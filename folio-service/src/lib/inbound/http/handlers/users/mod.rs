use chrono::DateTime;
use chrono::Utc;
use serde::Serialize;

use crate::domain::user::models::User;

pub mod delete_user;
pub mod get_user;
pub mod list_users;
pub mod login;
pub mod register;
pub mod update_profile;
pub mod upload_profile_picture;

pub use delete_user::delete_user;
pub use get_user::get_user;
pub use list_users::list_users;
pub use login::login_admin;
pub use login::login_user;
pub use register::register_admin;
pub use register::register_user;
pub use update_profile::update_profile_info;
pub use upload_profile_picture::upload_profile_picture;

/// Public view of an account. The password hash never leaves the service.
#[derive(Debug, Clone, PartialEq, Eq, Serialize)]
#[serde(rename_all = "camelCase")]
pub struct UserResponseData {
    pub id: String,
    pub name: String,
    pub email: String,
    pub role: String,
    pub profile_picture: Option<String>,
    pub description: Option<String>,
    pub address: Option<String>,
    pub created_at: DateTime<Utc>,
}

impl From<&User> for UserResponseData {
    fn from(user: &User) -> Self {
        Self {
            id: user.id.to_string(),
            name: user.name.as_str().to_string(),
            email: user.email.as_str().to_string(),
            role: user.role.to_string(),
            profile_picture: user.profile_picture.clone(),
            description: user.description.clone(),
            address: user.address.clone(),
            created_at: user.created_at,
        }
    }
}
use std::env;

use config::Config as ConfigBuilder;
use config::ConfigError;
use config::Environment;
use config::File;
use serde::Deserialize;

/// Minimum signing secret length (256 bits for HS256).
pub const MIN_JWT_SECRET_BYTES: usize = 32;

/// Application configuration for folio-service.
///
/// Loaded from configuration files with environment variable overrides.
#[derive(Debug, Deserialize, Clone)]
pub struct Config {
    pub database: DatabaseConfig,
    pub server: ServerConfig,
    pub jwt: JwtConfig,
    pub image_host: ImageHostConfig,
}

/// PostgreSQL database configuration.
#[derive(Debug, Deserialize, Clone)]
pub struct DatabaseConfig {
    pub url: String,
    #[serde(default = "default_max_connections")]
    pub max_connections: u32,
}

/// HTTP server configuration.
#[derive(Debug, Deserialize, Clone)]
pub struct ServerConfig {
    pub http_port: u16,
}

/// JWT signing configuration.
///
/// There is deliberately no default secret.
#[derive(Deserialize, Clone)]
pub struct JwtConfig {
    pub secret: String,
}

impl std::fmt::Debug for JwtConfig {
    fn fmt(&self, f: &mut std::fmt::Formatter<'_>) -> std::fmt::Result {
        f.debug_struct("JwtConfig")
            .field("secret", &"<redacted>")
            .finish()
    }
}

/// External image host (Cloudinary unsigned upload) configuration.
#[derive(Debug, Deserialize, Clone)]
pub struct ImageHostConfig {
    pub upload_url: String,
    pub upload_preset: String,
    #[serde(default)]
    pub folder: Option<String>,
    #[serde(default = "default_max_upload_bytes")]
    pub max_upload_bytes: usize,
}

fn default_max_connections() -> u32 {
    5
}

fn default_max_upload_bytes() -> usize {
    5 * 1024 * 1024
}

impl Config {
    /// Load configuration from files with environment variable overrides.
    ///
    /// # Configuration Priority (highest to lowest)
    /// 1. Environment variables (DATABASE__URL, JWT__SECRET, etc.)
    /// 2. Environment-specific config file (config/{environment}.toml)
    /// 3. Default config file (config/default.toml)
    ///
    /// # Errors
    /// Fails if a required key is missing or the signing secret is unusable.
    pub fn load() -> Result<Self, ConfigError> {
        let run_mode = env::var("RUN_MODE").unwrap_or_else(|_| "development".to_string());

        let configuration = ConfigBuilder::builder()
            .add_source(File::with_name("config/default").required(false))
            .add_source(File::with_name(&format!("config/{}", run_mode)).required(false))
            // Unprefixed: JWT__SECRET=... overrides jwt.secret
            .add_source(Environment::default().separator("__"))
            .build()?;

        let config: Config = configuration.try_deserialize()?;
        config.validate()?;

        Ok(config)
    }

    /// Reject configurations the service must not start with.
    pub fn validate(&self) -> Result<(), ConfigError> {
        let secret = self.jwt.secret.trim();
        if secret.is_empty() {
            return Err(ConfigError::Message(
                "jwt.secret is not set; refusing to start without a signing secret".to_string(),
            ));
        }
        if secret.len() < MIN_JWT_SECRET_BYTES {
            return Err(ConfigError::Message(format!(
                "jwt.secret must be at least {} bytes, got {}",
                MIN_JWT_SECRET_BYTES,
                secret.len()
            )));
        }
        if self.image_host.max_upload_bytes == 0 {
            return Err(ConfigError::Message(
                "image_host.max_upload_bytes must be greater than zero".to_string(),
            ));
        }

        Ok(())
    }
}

****************

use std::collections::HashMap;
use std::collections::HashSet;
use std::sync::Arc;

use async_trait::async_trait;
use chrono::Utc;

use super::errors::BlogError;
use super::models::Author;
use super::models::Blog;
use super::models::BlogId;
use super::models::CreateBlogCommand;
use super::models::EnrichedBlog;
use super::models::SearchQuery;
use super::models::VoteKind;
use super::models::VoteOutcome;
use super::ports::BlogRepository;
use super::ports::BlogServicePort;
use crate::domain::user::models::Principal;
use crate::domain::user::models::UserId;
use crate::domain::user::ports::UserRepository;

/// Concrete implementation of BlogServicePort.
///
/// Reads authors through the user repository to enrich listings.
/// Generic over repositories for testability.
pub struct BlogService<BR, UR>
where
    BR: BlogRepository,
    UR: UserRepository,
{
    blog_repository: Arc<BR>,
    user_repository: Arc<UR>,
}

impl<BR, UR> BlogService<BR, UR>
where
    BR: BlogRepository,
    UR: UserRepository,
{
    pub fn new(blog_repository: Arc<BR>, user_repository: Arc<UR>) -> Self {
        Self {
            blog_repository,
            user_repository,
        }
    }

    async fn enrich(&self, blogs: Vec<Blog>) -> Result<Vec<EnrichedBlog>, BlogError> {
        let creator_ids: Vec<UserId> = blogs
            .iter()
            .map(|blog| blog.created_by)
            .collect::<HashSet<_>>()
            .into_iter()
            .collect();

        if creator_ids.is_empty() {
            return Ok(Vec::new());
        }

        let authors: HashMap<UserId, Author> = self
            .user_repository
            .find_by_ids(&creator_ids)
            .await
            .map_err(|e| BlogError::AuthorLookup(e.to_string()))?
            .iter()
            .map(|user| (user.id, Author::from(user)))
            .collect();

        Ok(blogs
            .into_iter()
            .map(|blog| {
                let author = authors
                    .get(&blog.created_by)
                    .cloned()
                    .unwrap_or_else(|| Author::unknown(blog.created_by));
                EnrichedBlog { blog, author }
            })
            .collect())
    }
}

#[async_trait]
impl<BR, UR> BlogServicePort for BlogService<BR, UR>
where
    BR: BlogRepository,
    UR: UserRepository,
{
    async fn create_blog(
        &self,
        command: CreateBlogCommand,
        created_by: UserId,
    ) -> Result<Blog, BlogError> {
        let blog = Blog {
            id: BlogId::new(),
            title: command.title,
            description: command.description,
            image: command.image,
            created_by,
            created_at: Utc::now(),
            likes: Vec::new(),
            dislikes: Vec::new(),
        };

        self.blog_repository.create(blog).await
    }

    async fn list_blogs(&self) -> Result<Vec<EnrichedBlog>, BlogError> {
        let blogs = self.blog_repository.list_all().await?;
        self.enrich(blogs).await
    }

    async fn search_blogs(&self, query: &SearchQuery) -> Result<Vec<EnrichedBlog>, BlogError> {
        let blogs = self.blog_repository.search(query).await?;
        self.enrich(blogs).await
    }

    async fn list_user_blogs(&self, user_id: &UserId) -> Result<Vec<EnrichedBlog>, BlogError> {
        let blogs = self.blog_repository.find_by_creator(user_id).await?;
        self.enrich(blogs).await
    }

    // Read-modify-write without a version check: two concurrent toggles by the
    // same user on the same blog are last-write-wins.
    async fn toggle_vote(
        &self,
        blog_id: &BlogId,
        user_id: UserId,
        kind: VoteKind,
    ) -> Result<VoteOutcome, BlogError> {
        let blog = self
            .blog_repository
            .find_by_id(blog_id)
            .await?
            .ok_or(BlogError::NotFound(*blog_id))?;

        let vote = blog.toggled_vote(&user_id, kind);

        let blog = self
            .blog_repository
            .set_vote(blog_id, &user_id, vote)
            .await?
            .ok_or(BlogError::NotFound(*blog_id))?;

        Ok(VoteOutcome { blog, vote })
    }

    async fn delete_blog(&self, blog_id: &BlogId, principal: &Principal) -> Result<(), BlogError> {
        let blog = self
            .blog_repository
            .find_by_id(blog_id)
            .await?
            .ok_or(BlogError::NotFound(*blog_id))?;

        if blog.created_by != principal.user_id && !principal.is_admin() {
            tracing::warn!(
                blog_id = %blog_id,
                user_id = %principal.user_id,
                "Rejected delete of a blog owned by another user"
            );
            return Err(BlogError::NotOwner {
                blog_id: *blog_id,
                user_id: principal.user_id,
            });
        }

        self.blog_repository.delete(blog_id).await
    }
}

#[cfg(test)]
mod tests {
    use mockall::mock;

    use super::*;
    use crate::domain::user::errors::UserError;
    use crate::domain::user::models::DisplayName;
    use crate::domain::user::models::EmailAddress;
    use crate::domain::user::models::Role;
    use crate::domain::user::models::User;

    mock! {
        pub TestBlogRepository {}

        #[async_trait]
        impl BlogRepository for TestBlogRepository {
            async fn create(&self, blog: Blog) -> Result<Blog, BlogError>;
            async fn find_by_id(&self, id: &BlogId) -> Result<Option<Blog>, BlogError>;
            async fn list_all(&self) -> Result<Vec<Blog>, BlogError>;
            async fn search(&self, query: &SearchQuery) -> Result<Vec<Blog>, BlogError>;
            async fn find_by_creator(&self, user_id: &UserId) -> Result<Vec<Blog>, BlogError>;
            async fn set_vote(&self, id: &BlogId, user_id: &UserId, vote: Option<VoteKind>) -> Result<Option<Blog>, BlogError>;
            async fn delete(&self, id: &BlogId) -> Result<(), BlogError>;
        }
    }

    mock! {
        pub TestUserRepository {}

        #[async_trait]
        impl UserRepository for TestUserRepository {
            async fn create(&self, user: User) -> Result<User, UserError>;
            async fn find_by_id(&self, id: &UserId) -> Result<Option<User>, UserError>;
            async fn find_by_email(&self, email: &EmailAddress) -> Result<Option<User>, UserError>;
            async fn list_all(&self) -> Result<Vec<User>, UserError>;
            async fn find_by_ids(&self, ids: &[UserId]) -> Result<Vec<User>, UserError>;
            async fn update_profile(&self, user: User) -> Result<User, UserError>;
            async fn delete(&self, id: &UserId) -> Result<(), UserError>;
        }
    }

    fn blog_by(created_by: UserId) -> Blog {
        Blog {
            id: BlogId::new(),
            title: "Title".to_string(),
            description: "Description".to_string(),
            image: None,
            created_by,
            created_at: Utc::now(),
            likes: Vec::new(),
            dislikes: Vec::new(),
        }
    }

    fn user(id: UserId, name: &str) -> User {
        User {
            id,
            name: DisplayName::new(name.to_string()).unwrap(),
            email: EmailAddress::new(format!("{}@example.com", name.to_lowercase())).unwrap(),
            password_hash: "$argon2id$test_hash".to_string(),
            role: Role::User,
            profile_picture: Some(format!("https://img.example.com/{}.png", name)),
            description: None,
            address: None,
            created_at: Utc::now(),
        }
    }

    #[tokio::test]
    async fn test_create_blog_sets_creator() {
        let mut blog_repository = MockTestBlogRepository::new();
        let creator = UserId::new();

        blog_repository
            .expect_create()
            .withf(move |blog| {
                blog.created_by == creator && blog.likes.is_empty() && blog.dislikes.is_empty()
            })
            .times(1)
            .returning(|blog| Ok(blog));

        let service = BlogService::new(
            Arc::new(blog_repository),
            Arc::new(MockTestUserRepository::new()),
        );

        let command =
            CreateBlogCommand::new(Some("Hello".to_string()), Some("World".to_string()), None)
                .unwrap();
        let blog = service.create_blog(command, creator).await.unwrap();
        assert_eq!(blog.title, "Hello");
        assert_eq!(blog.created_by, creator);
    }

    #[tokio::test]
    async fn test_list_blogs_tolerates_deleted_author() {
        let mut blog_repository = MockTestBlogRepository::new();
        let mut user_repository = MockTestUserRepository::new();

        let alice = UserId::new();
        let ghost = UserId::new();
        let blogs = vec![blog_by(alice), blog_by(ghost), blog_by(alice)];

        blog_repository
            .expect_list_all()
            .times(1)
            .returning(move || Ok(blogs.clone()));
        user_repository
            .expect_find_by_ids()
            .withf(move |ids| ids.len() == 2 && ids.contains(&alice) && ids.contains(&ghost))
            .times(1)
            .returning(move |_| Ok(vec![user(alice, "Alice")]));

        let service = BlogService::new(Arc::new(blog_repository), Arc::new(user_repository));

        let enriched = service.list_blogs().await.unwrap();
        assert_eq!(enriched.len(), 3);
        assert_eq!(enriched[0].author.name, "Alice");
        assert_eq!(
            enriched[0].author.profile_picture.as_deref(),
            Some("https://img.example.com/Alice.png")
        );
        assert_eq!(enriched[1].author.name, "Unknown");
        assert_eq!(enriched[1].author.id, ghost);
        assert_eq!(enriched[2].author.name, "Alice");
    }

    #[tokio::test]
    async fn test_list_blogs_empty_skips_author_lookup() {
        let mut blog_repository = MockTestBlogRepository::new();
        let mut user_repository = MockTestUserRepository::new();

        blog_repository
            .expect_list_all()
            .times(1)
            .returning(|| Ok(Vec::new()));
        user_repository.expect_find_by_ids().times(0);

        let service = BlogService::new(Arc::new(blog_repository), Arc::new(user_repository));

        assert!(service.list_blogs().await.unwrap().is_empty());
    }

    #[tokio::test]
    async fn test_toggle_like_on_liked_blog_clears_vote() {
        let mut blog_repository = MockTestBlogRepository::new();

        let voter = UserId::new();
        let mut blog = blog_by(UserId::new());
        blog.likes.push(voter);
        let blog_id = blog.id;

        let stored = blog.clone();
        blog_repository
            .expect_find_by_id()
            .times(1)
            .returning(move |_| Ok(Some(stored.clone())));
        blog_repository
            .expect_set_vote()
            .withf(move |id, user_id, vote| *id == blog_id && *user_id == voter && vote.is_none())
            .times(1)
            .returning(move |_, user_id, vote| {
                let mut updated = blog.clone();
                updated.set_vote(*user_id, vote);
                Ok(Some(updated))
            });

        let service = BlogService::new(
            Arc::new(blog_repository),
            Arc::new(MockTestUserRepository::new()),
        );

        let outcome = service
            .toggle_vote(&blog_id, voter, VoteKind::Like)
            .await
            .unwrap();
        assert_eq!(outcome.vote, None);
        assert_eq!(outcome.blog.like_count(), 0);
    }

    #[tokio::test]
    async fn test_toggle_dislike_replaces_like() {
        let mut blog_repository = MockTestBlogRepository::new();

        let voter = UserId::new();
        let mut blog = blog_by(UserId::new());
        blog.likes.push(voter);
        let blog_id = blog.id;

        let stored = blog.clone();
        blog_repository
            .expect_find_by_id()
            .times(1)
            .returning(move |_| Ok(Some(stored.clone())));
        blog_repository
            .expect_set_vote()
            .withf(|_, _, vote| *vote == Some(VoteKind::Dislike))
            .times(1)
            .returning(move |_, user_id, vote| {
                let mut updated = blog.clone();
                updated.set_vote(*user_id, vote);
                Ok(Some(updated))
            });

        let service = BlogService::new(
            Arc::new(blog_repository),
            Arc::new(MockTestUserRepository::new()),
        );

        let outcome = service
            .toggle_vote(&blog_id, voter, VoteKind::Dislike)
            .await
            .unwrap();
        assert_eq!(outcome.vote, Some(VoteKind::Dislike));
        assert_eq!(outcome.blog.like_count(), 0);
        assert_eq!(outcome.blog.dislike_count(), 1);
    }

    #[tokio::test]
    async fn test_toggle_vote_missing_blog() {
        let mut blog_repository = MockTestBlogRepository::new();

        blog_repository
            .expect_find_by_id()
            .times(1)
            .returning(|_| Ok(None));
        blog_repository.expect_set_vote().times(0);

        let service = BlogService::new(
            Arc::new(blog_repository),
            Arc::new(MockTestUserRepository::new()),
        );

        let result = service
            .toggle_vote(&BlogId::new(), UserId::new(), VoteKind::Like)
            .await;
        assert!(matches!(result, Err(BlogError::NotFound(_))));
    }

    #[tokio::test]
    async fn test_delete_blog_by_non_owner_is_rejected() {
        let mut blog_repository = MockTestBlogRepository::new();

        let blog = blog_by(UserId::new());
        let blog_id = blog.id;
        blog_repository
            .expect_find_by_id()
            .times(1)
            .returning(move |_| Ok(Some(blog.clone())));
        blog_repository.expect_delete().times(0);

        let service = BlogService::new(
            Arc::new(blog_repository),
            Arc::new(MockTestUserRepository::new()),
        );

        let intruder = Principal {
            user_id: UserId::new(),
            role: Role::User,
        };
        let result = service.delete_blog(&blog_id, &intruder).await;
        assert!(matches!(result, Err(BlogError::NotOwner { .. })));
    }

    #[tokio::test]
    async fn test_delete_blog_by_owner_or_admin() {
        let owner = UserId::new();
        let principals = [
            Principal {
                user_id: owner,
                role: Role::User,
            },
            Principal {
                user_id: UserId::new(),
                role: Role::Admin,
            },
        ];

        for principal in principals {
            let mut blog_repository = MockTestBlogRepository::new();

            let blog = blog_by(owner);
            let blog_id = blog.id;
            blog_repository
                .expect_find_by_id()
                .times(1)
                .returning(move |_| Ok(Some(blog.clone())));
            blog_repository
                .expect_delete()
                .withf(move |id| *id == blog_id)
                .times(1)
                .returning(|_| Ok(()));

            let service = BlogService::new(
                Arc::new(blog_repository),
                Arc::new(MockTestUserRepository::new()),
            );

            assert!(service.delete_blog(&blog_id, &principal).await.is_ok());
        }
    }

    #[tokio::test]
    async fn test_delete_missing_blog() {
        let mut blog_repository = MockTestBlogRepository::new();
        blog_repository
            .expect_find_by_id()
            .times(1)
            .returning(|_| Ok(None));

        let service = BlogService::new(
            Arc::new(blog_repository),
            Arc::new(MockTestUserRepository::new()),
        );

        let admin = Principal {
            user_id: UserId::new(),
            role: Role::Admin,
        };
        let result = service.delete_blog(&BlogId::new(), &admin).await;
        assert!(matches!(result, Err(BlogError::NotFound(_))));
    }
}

****************

> **Task objective**
From the line holding "async fn update_profile(&self, user: User)" to the line holding "let alice = UserId::new();", inclusive, restate each line above exactly as written.

> **Solution for this exercise**
            async fn update_profile(&self, user: User) -> Result<User, UserError>;
            async fn delete(&self, id: &UserId) -> Result<(), UserError>;
        }
    }

    fn blog_by(created_by: UserId) -> Blog {
        Blog {
            id: BlogId::new(),
            title: "Title".to_string(),
            description: "Description".to_string(),
            image: None,
            created_by,
            created_at: Utc::now(),
            likes: Vec::new(),
            dislikes: Vec::new(),
        }
    }

    fn user(id: UserId, name: &str) -> User {
        User {
            id,
            name: DisplayName::new(name.to_string()).unwrap(),
            email: EmailAddress::new(format!("{}@example.com", name.to_lowercase())).unwrap(),
            password_hash: "$argon2id$test_hash".to_string(),
            role: Role::User,
            profile_picture: Some(format!("https://img.example.com/{}.png", name)),
            description: None,
            address: None,
            created_at: Utc::now(),
        }
    }

    #[tokio::test]
    async fn test_create_blog_sets_creator() {
        let mut blog_repository = MockTestBlogRepository::new();
        let creator = UserId::new();

        blog_repository
            .expect_create()
            .withf(move |blog| {
                blog.created_by == creator && blog.likes.is_empty() && blog.dislikes.is_empty()
            })
            .times(1)
            .returning(|blog| Ok(blog));

        let service = BlogService::new(
            Arc::new(blog_repository),
            Arc::new(MockTestUserRepository::new()),
        );

        let command =
            CreateBlogCommand::new(Some("Hello".to_string()), Some("World".to_string()), None)
                .unwrap();
        let blog = service.create_blog(command, creator).await.unwrap();
        assert_eq!(blog.title, "Hello");
        assert_eq!(blog.created_by, creator);
    }

    #[tokio::test]
    async fn test_list_blogs_tolerates_deleted_author() {
        let mut blog_repository = MockTestBlogRepository::new();
        let mut user_repository = MockTestUserRepository::new();

        let alice = UserId::new();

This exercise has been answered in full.